• [ACTIVITY]:
Search the entries for the word "DuplicateRule". Copy every line where it turns up.
+ + + + + + +
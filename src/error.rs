use thiserror::Error;

/// Errors raised while compiling or evaluating rules.
///
/// Creation-time variants reject the whole request. Evaluation-time variants
/// are recorded per (company, rule) pair by the processor and never abort the
/// rest of a batch.
#[derive(Debug, Clone, PartialEq, Error)]
pub enum RuleError {
    #[error("malformed rule: {0}")]
    MalformedRule(String),
    #[error("unsupported operator: {0}")]
    UnsupportedOperator(String),
    #[error("unknown company field '{field}'{}", suggestion_suffix(.suggestion))]
    MissingField {
        field: String,
        suggestion: Option<String>,
    },
    #[error("operator {operator} cannot be applied to field '{field}': {reason}")]
    TypeMismatch {
        field: String,
        operator: String,
        reason: String,
    },
    #[error("could not interpret LLM answer: {0:?}")]
    LlmResponseUnparseable(String),
    #[error("LLM provider error: {0}")]
    LlmProviderError(String),
    #[error("company not found: {0}")]
    CompanyNotFound(String),
    #[error("user not found: {0}")]
    UserNotFound(String),
    #[error("feature '{feature_name}' is already defined for user '{user_name}'")]
    DuplicateRule {
        user_name: String,
        feature_name: String,
    },
}

impl RuleError {
    pub fn malformed(message: impl Into<String>) -> Self {
        RuleError::MalformedRule(message.into())
    }

    pub fn type_mismatch(
        field: impl Into<String>,
        operator: impl std::fmt::Display,
        reason: impl Into<String>,
    ) -> Self {
        RuleError::TypeMismatch {
            field: field.into(),
            operator: operator.to_string(),
            reason: reason.into(),
        }
    }

    /// Stable machine-readable name of the variant, used in failure reports.
    pub fn kind(&self) -> &'static str {
        match self {
            RuleError::MalformedRule(_) => "MalformedRule",
            RuleError::UnsupportedOperator(_) => "UnsupportedOperator",
            RuleError::MissingField { .. } => "MissingField",
            RuleError::TypeMismatch { .. } => "TypeMismatch",
            RuleError::LlmResponseUnparseable(_) => "LLMResponseUnparseable",
            RuleError::LlmProviderError(_) => "LLMProviderError",
            RuleError::CompanyNotFound(_) => "CompanyNotFound",
            RuleError::UserNotFound(_) => "UserNotFound",
            RuleError::DuplicateRule { .. } => "DuplicateRule",
        }
    }
}

fn suggestion_suffix(suggestion: &Option<String>) -> String {
    match suggestion {
        Some(name) => format!(" (did you mean '{}'?)", name),
        None => String::new(),
    }
}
+ + + + + + +
• [RESULT BELOW]:
    DuplicateRule {
            RuleError::DuplicateRule { .. } => "DuplicateRule",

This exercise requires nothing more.